Common Chicory

(Cichorium intybus, fam. Compositae)

Perennial cabbage-like plant, rich with milk juice, especially when young. The root is spindle-shaped, of dark color, and the inside is white. The flowers are typical – light-blue, large and impressive, all of them being tongue-like, individual or joined in bouquets. This plant grows as weed on meadows, in woods, alongside roads, and in abandoned places.

The root (Cichorii radix) is dug out in the Fall, when it is thickest and when it contains the most healing substances and innuline, reserve food. In addition to innuline and other derivatives of fruit sugar, we will single out pectins from its chemical composition, as well as chicory-ethanol, which is a bitter cumin derivative, bound in the plant in form of a heteroside.

Use

The chicory is widely applied in treating digestion organs, primarily for improvement of appetite, stomach strengthening, better digestion, intensified releases of urine and gall-bladder, etc.

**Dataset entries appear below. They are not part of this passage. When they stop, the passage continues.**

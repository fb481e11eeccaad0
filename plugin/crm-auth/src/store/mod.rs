//! Credential stores consumed by [`AuthService`](crate::AuthService).
//!
//! Each trait is the narrow capability set the service needs. Two
//! implementations ship with the crate: [`postgres`] for production and
//! [`memory`] for tests and local tooling.

pub mod memory;
pub mod postgres;

use crate::error::AuthError;
use crate::models::{ApiKeyRecord, ConsumeOutcome, NewUser, RefreshTokenRecord, User};

use async_trait::async_trait;
use chrono::{DateTime, Utc};
use uuid::Uuid;

pub use memory::{MemoryApiKeyStore, MemoryRefreshTokenStore, MemoryUserStore};
pub use postgres::{PgApiKeyStore, PgRefreshTokenStore, PgUserStore};

/// User lookup and the few writes the auth flows make
#[async_trait]
pub trait UserStore: Send + Sync {
    /// Look up by normalised (lower-cased) email
    async fn get_by_email(&self, email: &str) -> Result<Option<User>, AuthError>;

    async fn get_by_id(&self, id: Uuid) -> Result<Option<User>, AuthError>;

    async fn update_last_login(&self, id: Uuid, at: DateTime<Utc>) -> Result<(), AuthError>;

    /// Insert a user; fails with `EmailExists` on a duplicate email
    async fn create(&self, user: NewUser, at: DateTime<Utc>) -> Result<User, AuthError>;

    async fn update_password(
        &self,
        id: Uuid,
        password_hash: &str,
        at: DateTime<Utc>,
    ) -> Result<(), AuthError>;
}

/// API key lookup by hash
#[async_trait]
pub trait ApiKeyStore: Send + Sync {
    async fn get_by_hash(&self, key_hash: &str) -> Result<Option<ApiKeyRecord>, AuthError>;

    async fn update_last_used(&self, id: Uuid, at: DateTime<Utc>) -> Result<(), AuthError>;

    async fn insert(&self, record: &ApiKeyRecord) -> Result<(), AuthError>;

    async fn list_for_user(&self, user_id: Uuid) -> Result<Vec<ApiKeyRecord>, AuthError>;

    /// Delete a key owned by `user_id`; returns whether a row was removed
    async fn delete(&self, id: Uuid, user_id: Uuid) -> Result<bool, AuthError>;
}

/// Refresh token persistence with single-use consumption
#[async_trait]
pub trait RefreshTokenStore: Send + Sync {
    async fn insert(&self, record: &RefreshTokenRecord) -> Result<(), AuthError>;

    /// Atomically revoke the token if it is live and `token_hash` matches.
    ///
    /// Two concurrent calls for the same token must not both return
    /// `Consumed`. `replaced_by` is recorded on the consumed row.
    async fn consume(
        &self,
        id: Uuid,
        token_hash: &str,
        replaced_by: Uuid,
        now: DateTime<Utc>,
    ) -> Result<ConsumeOutcome, AuthError>;

    /// Revoke one token if `token_hash` matches; returns whether it was live
    async fn revoke(&self, id: Uuid, token_hash: &str, now: DateTime<Utc>)
        -> Result<bool, AuthError>;

    /// Revoke every live token of a user; returns how many were revoked
    async fn revoke_all_for_user(&self, user_id: Uuid, now: DateTime<Utc>)
        -> Result<u64, AuthError>;
}
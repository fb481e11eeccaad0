//! CRM Authentication & Credential Service
//!
//! Credential handling for the CRM API:
//! - Email/password login with Argon2id hashes
//! - JWT access tokens carrying subject and role
//! - Single-use refresh tokens with rotation and reuse detection
//! - API keys for machine-to-machine calls, stored only as SHA-256 hashes
//! - Axum middleware resolving the caller from either credential
//!
//! # Configuration
//!
//! All configuration is loaded from environment variables:
//! - `JWT_SECRET` - Secret key for signing JWTs (required, min 32 chars)
//! - `ACCESS_TOKEN_TTL_HOURS` - Access token lifetime (default: 24)
//! - `REFRESH_TOKEN_TTL_HOURS` - Refresh token lifetime (default: 168)
//! - `JWT_ISSUER` - JWT issuer claim (default: "crm")
//! - `JWT_AUDIENCE` - JWT audience claim (default: "crm-api")
//! - `API_KEY_PREFIX` - Scheme marker on API keys (default: "crm_")
//!
//! # Usage
//!
//! ```rust,ignore
//! use crm_auth::{AuthConfig, AuthService, ClientInfo, LoginRequest};
//!
//! let auth = AuthService::postgres(db_pool, AuthConfig::from_env()?)?;
//! let response = auth.login(login_request, ClientInfo::default()).await?;
//! let principal = auth.validate(&response.access_token)?;
//! ```

pub mod api_key;
pub mod clock;
pub mod config;
pub mod error;
pub mod extractors;
pub mod middleware;
pub mod models;
pub mod password;
pub mod service;
pub mod store;
pub mod token;

// Re-export commonly used types
pub use clock::{Clock, ManualClock, SystemClock};
pub use config::AuthConfig;
pub use error::AuthError;
pub use extractors::AuthUser;
pub use middleware::{require_admin, require_auth, require_role, AuthState};
pub use models::*;
pub use service::AuthService;
pub use store::{ApiKeyStore, RefreshTokenStore, UserStore};
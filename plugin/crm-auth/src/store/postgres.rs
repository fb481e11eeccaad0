//! PostgreSQL-backed stores.
//!
//! Tables are described in `migrations/0001_credentials.sql`.

use super::{ApiKeyStore, RefreshTokenStore, UserStore};
use crate::error::AuthError;
use crate::models::{ApiKeyRecord, ConsumeOutcome, NewUser, RefreshTokenRecord, User};

use async_trait::async_trait;
use chrono::{DateTime, Utc};
use sqlx::PgPool;
use uuid::Uuid;

const USER_COLUMNS: &str =
    "id, email, password_hash, name, role, is_active, last_login_at, created_at, updated_at";

const API_KEY_COLUMNS: &str =
    "id, user_id, name, key_hash, is_active, last_used_at, expires_at, created_at";

/// Postgres SQLSTATE for unique_violation
const UNIQUE_VIOLATION: &str = "23505";

// ============================================
// Users
// ============================================

#[derive(Clone)]
pub struct PgUserStore {
    db: PgPool,
}

impl PgUserStore {
    pub fn new(db: PgPool) -> Self {
        Self { db }
    }
}

#[async_trait]
impl UserStore for PgUserStore {
    async fn get_by_email(&self, email: &str) -> Result<Option<User>, AuthError> {
        let user = sqlx::query_as(&format!("SELECT {USER_COLUMNS} FROM users WHERE email = $1"))
            .bind(email)
            .fetch_optional(&self.db)
            .await?;
        Ok(user)
    }

    async fn get_by_id(&self, id: Uuid) -> Result<Option<User>, AuthError> {
        let user = sqlx::query_as(&format!("SELECT {USER_COLUMNS} FROM users WHERE id = $1"))
            .bind(id)
            .fetch_optional(&self.db)
            .await?;
        Ok(user)
    }

    async fn update_last_login(&self, id: Uuid, at: DateTime<Utc>) -> Result<(), AuthError> {
        sqlx::query("UPDATE users SET last_login_at = $2 WHERE id = $1")
            .bind(id)
            .bind(at)
            .execute(&self.db)
            .await?;
        Ok(())
    }

    async fn create(&self, user: NewUser, at: DateTime<Utc>) -> Result<User, AuthError> {
        let result = sqlx::query_as(&format!(
            r#"
            INSERT INTO users (email, password_hash, name, role, is_active, created_at, updated_at)
            VALUES ($1, $2, $3, $4, TRUE, $5, $5)
            RETURNING {USER_COLUMNS}
            "#
        ))
        .bind(&user.email)
        .bind(&user.password_hash)
        .bind(&user.name)
        .bind(user.role)
        .bind(at)
        .fetch_one(&self.db)
        .await;

        match result {
            Ok(user) => Ok(user),
            Err(sqlx::Error::Database(db_err))
                if db_err.code().as_deref() == Some(UNIQUE_VIOLATION) =>
            {
                Err(AuthError::EmailExists)
            }
            Err(err) => Err(err.into()),
        }
    }

    async fn update_password(
        &self,
        id: Uuid,
        password_hash: &str,
        at: DateTime<Utc>,
    ) -> Result<(), AuthError> {
        sqlx::query("UPDATE users SET password_hash = $2, updated_at = $3 WHERE id = $1")
            .bind(id)
            .bind(password_hash)
            .bind(at)
            .execute(&self.db)
            .await?;
        Ok(())
    }
}

// ============================================
// API Keys
// ============================================

#[derive(Clone)]
pub struct PgApiKeyStore {
    db: PgPool,
}

impl PgApiKeyStore {
    pub fn new(db: PgPool) -> Self {
        Self { db }
    }
}

#[async_trait]
impl ApiKeyStore for PgApiKeyStore {
    async fn get_by_hash(&self, key_hash: &str) -> Result<Option<ApiKeyRecord>, AuthError> {
        let key = sqlx::query_as(&format!(
            "SELECT {API_KEY_COLUMNS} FROM api_keys WHERE key_hash = $1"
        ))
        .bind(key_hash)
        .fetch_optional(&self.db)
        .await?;
        Ok(key)
    }

    async fn update_last_used(&self, id: Uuid, at: DateTime<Utc>) -> Result<(), AuthError> {
        sqlx::query("UPDATE api_keys SET last_used_at = $2 WHERE id = $1")
            .bind(id)
            .bind(at)
            .execute(&self.db)
            .await?;
        Ok(())
    }

    async fn insert(&self, record: &ApiKeyRecord) -> Result<(), AuthError> {
        sqlx::query(
            r#"
            INSERT INTO api_keys (id, user_id, name, key_hash, is_active, expires_at, created_at)
            VALUES ($1, $2, $3, $4, $5, $6, $7)
            "#,
        )
        .bind(record.id)
        .bind(record.user_id)
        .bind(&record.name)
        .bind(&record.key_hash)
        .bind(record.is_active)
        .bind(record.expires_at)
        .bind(record.created_at)
        .execute(&self.db)
        .await?;
        Ok(())
    }

    async fn list_for_user(&self, user_id: Uuid) -> Result<Vec<ApiKeyRecord>, AuthError> {
        let keys = sqlx::query_as(&format!(
            "SELECT {API_KEY_COLUMNS} FROM api_keys WHERE user_id = $1 ORDER BY created_at DESC"
        ))
        .bind(user_id)
        .fetch_all(&self.db)
        .await?;
        Ok(keys)
    }

    async fn delete(&self, id: Uuid, user_id: Uuid) -> Result<bool, AuthError> {
        let result = sqlx::query("DELETE FROM api_keys WHERE id = $1 AND user_id = $2")
            .bind(id)
            .bind(user_id)
            .execute(&self.db)
            .await?;
        Ok(result.rows_affected() > 0)
    }
}

// ============================================
// Refresh Tokens
// ============================================

#[derive(Clone)]
pub struct PgRefreshTokenStore {
    db: PgPool,
}

impl PgRefreshTokenStore {
    pub fn new(db: PgPool) -> Self {
        Self { db }
    }
}

#[async_trait]
impl RefreshTokenStore for PgRefreshTokenStore {
    async fn insert(&self, record: &RefreshTokenRecord) -> Result<(), AuthError> {
        sqlx::query(
            r#"
            INSERT INTO refresh_tokens
                (id, user_id, token_hash, expires_at, issued_at, ip_address, user_agent)
            VALUES ($1, $2, $3, $4, $5, $6, $7)
            "#,
        )
        .bind(record.id)
        .bind(record.user_id)
        .bind(&record.token_hash)
        .bind(record.expires_at)
        .bind(record.issued_at)
        .bind(&record.ip_address)
        .bind(&record.user_agent)
        .execute(&self.db)
        .await?;
        Ok(())
    }

    async fn consume(
        &self,
        id: Uuid,
        token_hash: &str,
        replaced_by: Uuid,
        now: DateTime<Utc>,
    ) -> Result<ConsumeOutcome, AuthError> {
        // Single conditional update: only one caller can flip revoked_at
        let consumed: Option<(Uuid,)> = sqlx::query_as(
            r#"
            UPDATE refresh_tokens
            SET revoked_at = $4, replaced_by = $3
            WHERE id = $1
              AND token_hash = $2
              AND revoked_at IS NULL
              AND expires_at > $4
            RETURNING user_id
            "#,
        )
        .bind(id)
        .bind(token_hash)
        .bind(replaced_by)
        .bind(now)
        .fetch_optional(&self.db)
        .await?;

        if let Some((user_id,)) = consumed {
            return Ok(ConsumeOutcome::Consumed { user_id });
        }

        let existing: Option<(Uuid, Option<DateTime<Utc>>)> = sqlx::query_as(
            "SELECT user_id, revoked_at FROM refresh_tokens WHERE id = $1 AND token_hash = $2",
        )
        .bind(id)
        .bind(token_hash)
        .fetch_optional(&self.db)
        .await?;

        Ok(match existing {
            Some((user_id, Some(_))) => ConsumeOutcome::Reused { user_id },
            _ => ConsumeOutcome::Rejected,
        })
    }

    async fn revoke(
        &self,
        id: Uuid,
        token_hash: &str,
        now: DateTime<Utc>,
    ) -> Result<bool, AuthError> {
        let result = sqlx::query(
            r#"
            UPDATE refresh_tokens SET revoked_at = $3
            WHERE id = $1 AND token_hash = $2 AND revoked_at IS NULL
            "#,
        )
        .bind(id)
        .bind(token_hash)
        .bind(now)
        .execute(&self.db)
        .await?;
        Ok(result.rows_affected() > 0)
    }

    async fn revoke_all_for_user(
        &self,
        user_id: Uuid,
        now: DateTime<Utc>,
    ) -> Result<u64, AuthError> {
        let result = sqlx::query(
            "UPDATE refresh_tokens SET revoked_at = $2 WHERE user_id = $1 AND revoked_at IS NULL",
        )
        .bind(user_id)
        .bind(now)
        .execute(&self.db)
        .await?;
        Ok(result.rows_affected())
    }
}

#[cfg(test)]
mod tests {
    use super::*;
    use crate::models::Role;
    use chrono::Duration;

    // Needs DATABASE_URL pointing at a database with
    // migrations/0001_credentials.sql applied.

    async fn create_test_pool() -> PgPool {
        let url = std::env::var("DATABASE_URL").expect("DATABASE_URL must be set for tests");
        PgPool::connect(&url).await.expect("Failed to create test pool")
    }

    async fn setup_test_user(pool: &PgPool) -> User {
        PgUserStore::new(pool.clone())
            .create(
                NewUser {
                    email: format!("refresh_test_{}@example.com", Uuid::new_v4()),
                    password_hash: "test_hash".into(),
                    name: "Refresh Test".into(),
                    role: Role::Sales,
                },
                Utc::now(),
            )
            .await
            .expect("Failed to create test user")
    }

    async fn cleanup_test_user(pool: &PgPool, user_id: Uuid) {
        // Tokens and keys go with the user via CASCADE
        sqlx::query("DELETE FROM users WHERE id = $1")
            .bind(user_id)
            .execute(pool)
            .await
            .expect("Failed to cleanup test user");
    }

    async fn insert_token(
        store: &PgRefreshTokenStore,
        user_id: Uuid,
        expires_at: DateTime<Utc>,
    ) -> RefreshTokenRecord {
        let now = Utc::now();
        let record = RefreshTokenRecord {
            id: Uuid::new_v4(),
            user_id,
            token_hash: crate::token::hash_token(&Uuid::new_v4().to_string()),
            expires_at,
            issued_at: now,
            revoked_at: None,
            replaced_by: None,
            user_agent: Some("crm-web/2.1".into()),
            ip_address: Some("198.51.100.4".into()),
        };
        store.insert(&record).await.unwrap();
        record
    }

    #[tokio::test]
    #[ignore = "requires running PostgreSQL database"]
    async fn test_consume_once_then_reused() {
        let pool = create_test_pool().await;
        let user = setup_test_user(&pool).await;
        let store = PgRefreshTokenStore::new(pool.clone());
        let now = Utc::now();
        let token = insert_token(&store, user.id, now + Duration::hours(1)).await;

        let next = Uuid::new_v4();
        assert_eq!(
            store.consume(token.id, &token.token_hash, next, now).await.unwrap(),
            ConsumeOutcome::Consumed { user_id: user.id }
        );
        assert_eq!(
            store.consume(token.id, &token.token_hash, next, now).await.unwrap(),
            ConsumeOutcome::Reused { user_id: user.id }
        );

        let (replaced_by,): (Option<Uuid>,) =
            sqlx::query_as("SELECT replaced_by FROM refresh_tokens WHERE id = $1")
                .bind(token.id)
                .fetch_one(&pool)
                .await
                .unwrap();
        assert_eq!(replaced_by, Some(next));

        cleanup_test_user(&pool, user.id).await;
    }

    #[tokio::test]
    #[ignore = "requires running PostgreSQL database"]
    async fn test_consume_rejects_hash_mismatch() {
        let pool = create_test_pool().await;
        let user = setup_test_user(&pool).await;
        let store = PgRefreshTokenStore::new(pool.clone());
        let now = Utc::now();
        let token = insert_token(&store, user.id, now + Duration::hours(1)).await;

        let wrong_hash = crate::token::hash_token("someone-else");
        assert_eq!(
            store
                .consume(token.id, &wrong_hash, Uuid::new_v4(), now)
                .await
                .unwrap(),
            ConsumeOutcome::Rejected
        );
        assert_eq!(
            store
                .consume(Uuid::new_v4(), &token.token_hash, Uuid::new_v4(), now)
                .await
                .unwrap(),
            ConsumeOutcome::Rejected
        );

        // The real token is still usable
        assert_eq!(
            store
                .consume(token.id, &token.token_hash, Uuid::new_v4(), now)
                .await
                .unwrap(),
            ConsumeOutcome::Consumed { user_id: user.id }
        );

        cleanup_test_user(&pool, user.id).await;
    }

    #[tokio::test]
    #[ignore = "requires running PostgreSQL database"]
    async fn test_consume_rejects_expired_row() {
        let pool = create_test_pool().await;
        let user = setup_test_user(&pool).await;
        let store = PgRefreshTokenStore::new(pool.clone());
        let now = Utc::now();
        let token = insert_token(&store, user.id, now - Duration::minutes(1)).await;

        assert_eq!(
            store
                .consume(token.id, &token.token_hash, Uuid::new_v4(), now)
                .await
                .unwrap(),
            ConsumeOutcome::Rejected
        );

        cleanup_test_user(&pool, user.id).await;
    }

    #[tokio::test(flavor = "multi_thread", worker_threads = 2)]
    #[ignore = "requires running PostgreSQL database"]
    async fn test_concurrent_consume_has_single_winner() {
        let pool = create_test_pool().await;
        let user = setup_test_user(&pool).await;
        let store = PgRefreshTokenStore::new(pool.clone());
        let now = Utc::now();
        let token = insert_token(&store, user.id, now + Duration::hours(1)).await;

        let (a, b) = tokio::join!(
            store.consume(token.id, &token.token_hash, Uuid::new_v4(), now),
            store.consume(token.id, &token.token_hash, Uuid::new_v4(), now),
        );
        let outcomes = [a.unwrap(), b.unwrap()];

        let winners = outcomes
            .iter()
            .filter(|o| matches!(o, ConsumeOutcome::Consumed { .. }))
            .count();
        assert_eq!(winners, 1);
        assert!(outcomes.contains(&ConsumeOutcome::Reused { user_id: user.id }));

        cleanup_test_user(&pool, user.id).await;
    }

    #[tokio::test]
    #[ignore = "requires running PostgreSQL database"]
    async fn test_revoke_all_for_user() {
        let pool = create_test_pool().await;
        let user = setup_test_user(&pool).await;
        let store = PgRefreshTokenStore::new(pool.clone());
        let now = Utc::now();
        let a = insert_token(&store, user.id, now + Duration::hours(1)).await;
        insert_token(&store, user.id, now + Duration::hours(1)).await;

        assert!(store.revoke(a.id, &a.token_hash, now).await.unwrap());
        assert!(!store.revoke(a.id, &a.token_hash, now).await.unwrap());
        assert_eq!(store.revoke_all_for_user(user.id, now).await.unwrap(), 1);

        cleanup_test_user(&pool, user.id).await;
    }

    #[tokio::test]
    #[ignore = "requires running PostgreSQL database"]
    async fn test_create_duplicate_email() {
        let pool = create_test_pool().await;
        let user = setup_test_user(&pool).await;
        let users = PgUserStore::new(pool.clone());

        let err = users
            .create(
                NewUser {
                    email: user.email.clone(),
                    password_hash: "other_hash".into(),
                    name: "Duplicate".into(),
                    role: Role::Customer,
                },
                Utc::now(),
            )
            .await
            .unwrap_err();
        assert_eq!(err, AuthError::EmailExists);

        let found = users.get_by_email(&user.email).await.unwrap().unwrap();
        assert_eq!(found.id, user.id);
        assert_eq!(found.role, Role::Sales);

        cleanup_test_user(&pool, user.id).await;
    }
}
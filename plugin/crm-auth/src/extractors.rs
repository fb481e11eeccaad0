//! Authentication Extractors
//!
//! Axum extractors for the authenticated principal and request metadata.

use crate::error::AuthError;
use crate::models::{ClientInfo, Principal};

use axum::{async_trait, extract::FromRequestParts, http::request::Parts};
use std::net::IpAddr;

/// Principal placed in request extensions by [`require_auth`](crate::middleware::require_auth)
#[derive(Debug, Clone)]
pub struct AuthUser(pub Principal);

impl std::ops::Deref for AuthUser {
    type Target = Principal;

    fn deref(&self) -> &Self::Target {
        &self.0
    }
}

#[async_trait]
impl<S> FromRequestParts<S> for AuthUser
where
    S: Send + Sync,
{
    type Rejection = AuthError;

    async fn from_request_parts(parts: &mut Parts, _state: &S) -> Result<Self, Self::Rejection> {
        parts
            .extensions
            .get::<Principal>()
            .cloned()
            .map(AuthUser)
            .ok_or(AuthError::InvalidCredentials)
    }
}

/// Forwarding headers are client-controlled; anything that is not an
/// address is dropped.
fn parse_ip(value: &str) -> Option<String> {
    value.trim().parse::<IpAddr>().ok().map(|ip| ip.to_string())
}

#[async_trait]
impl<S> FromRequestParts<S> for ClientInfo
where
    S: Send + Sync,
{
    type Rejection = std::convert::Infallible;

    async fn from_request_parts(parts: &mut Parts, _state: &S) -> Result<Self, Self::Rejection> {
        let ip = parts
            .headers
            .get("X-Forwarded-For")
            .and_then(|h| h.to_str().ok())
            .and_then(|s| s.split(',').next())
            .and_then(parse_ip)
            .or_else(|| {
                parts
                    .headers
                    .get("X-Real-IP")
                    .and_then(|h| h.to_str().ok())
                    .and_then(parse_ip)
            });

        let user_agent = parts
            .headers
            .get("User-Agent")
            .and_then(|h| h.to_str().ok())
            .map(String::from);

        Ok(ClientInfo { ip, user_agent })
    }
}
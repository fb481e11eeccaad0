//! Time source used for token expiry and timestamps.

use chrono::{DateTime, Duration, Utc};
use std::sync::Mutex;

/// Source of the current time
pub trait Clock: Send + Sync {
    fn now(&self) -> DateTime<Utc>;
}

/// Wall-clock time
#[derive(Debug, Clone, Copy, Default)]
pub struct SystemClock;

impl Clock for SystemClock {
    fn now(&self) -> DateTime<Utc> {
        Utc::now()
    }
}

/// Clock that only moves when told to
#[derive(Debug)]
pub struct ManualClock {
    now: Mutex<DateTime<Utc>>,
}

impl ManualClock {
    pub fn new(start: DateTime<Utc>) -> Self {
        Self {
            now: Mutex::new(start),
        }
    }

    pub fn set(&self, at: DateTime<Utc>) {
        *self.now.lock().unwrap_or_else(|e| e.into_inner()) = at;
    }

    pub fn advance(&self, by: Duration) {
        let mut now = self.now.lock().unwrap_or_else(|e| e.into_inner());
        *now += by;
    }
}

impl Clock for ManualClock {
    fn now(&self) -> DateTime<Utc> {
        *self.now.lock().unwrap_or_else(|e| e.into_inner())
    }
}

#[cfg(test)]
mod tests {
    use super::*;

    #[test]
    fn test_manual_clock_advances() {
        let start = Utc::now();
        let clock = ManualClock::new(start);
        assert_eq!(clock.now(), start);

        clock.advance(Duration::minutes(61));
        assert_eq!(clock.now(), start + Duration::minutes(61));

        clock.set(start);
        assert_eq!(clock.now(), start);
    }
}
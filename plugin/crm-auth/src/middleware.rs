//! Authentication Middleware
//!
//! Resolves the caller from a bearer access token or an API key and stores
//! the [`Principal`] in request extensions for extractors.

use crate::api_key;
use crate::error::AuthError;
use crate::models::{Principal, Role};
use crate::service::AuthService;

use axum::{
    extract::{Request, State},
    http::{header::AUTHORIZATION, HeaderMap},
    middleware::Next,
    response::Response,
};
use std::sync::Arc;

/// Shared auth service state
pub type AuthState = Arc<AuthService>;

/// Header carrying an API key for machine-to-machine calls
pub const API_KEY_HEADER: &str = "X-API-Key";

enum Credential<'a> {
    AccessToken(&'a str),
    ApiKey(&'a str),
}

fn presented_credential<'a>(
    headers: &'a HeaderMap,
    api_key_prefix: &str,
) -> Result<Credential<'a>, AuthError> {
    if let Some(key) = headers.get(API_KEY_HEADER) {
        let key = key.to_str().map_err(|_| AuthError::InvalidCredentials)?;
        return Ok(Credential::ApiKey(key.trim()));
    }

    let header = headers
        .get(AUTHORIZATION)
        .and_then(|h| h.to_str().ok())
        .ok_or(AuthError::InvalidCredentials)?;

    let value = header
        .strip_prefix("Bearer ")
        .map(str::trim)
        .ok_or(AuthError::InvalidCredentials)?;

    if api_key::has_prefix(api_key_prefix, value) {
        Ok(Credential::ApiKey(value))
    } else {
        Ok(Credential::AccessToken(value))
    }
}

/// Require an authenticated caller
///
/// Accepts `Authorization: Bearer <access token>`, `Authorization: Bearer
/// <api key>` or `X-API-Key: <api key>`.
pub async fn require_auth(
    State(auth): State<AuthState>,
    mut req: Request,
    next: Next,
) -> Result<Response, AuthError> {
    let principal = match presented_credential(req.headers(), &auth.config().api_key_prefix)? {
        Credential::AccessToken(token) => auth.validate(token)?,
        Credential::ApiKey(key) => auth.validate_api_key(key).await?,
    };

    req.extensions_mut().insert(principal);

    Ok(next.run(req).await)
}

fn check_role(req: &Request, roles: &[Role]) -> Result<(), AuthError> {
    let principal = req
        .extensions()
        .get::<Principal>()
        .ok_or(AuthError::InvalidCredentials)?;

    if !roles.contains(&principal.role) {
        tracing::debug!(
            subject_id = %principal.subject_id,
            role = %principal.role,
            "Role check failed"
        );
        return Err(AuthError::Forbidden);
    }
    Ok(())
}

/// Require admin role
///
/// Must be layered inside [`require_auth`].
pub async fn require_admin(req: Request, next: Next) -> Result<Response, AuthError> {
    check_role(&req, &[Role::Admin])?;
    Ok(next.run(req).await)
}

/// Require one of the specified roles
///
/// Must be layered inside [`require_auth`].
pub fn require_role(
    roles: &'static [Role],
) -> impl Fn(Request, Next) -> std::pin::Pin<Box<dyn std::future::Future<Output = Result<Response, AuthError>> + Send>>
       + Clone
       + Send {
    move |req: Request, next: Next| {
        Box::pin(async move {
            check_role(&req, roles)?;
            Ok(next.run(req).await)
        })
    }
}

It is also used in cases of chronic stomach catarrh, persistent intestinal catarrh (in combination with wall germander and yarrow), cleansing bile tracts (together with the root of dandelion, mint, and wall germander), and the mixture of sweet flag, wall germander, and anise is effective in improving digestion.

Since innuline is a polysaccharide that, by a hydrolysis in our organism, only yields laevulose (fructose or fruit sugar), the use of this plant as a diet medicine for diabetes patients is entirely justified.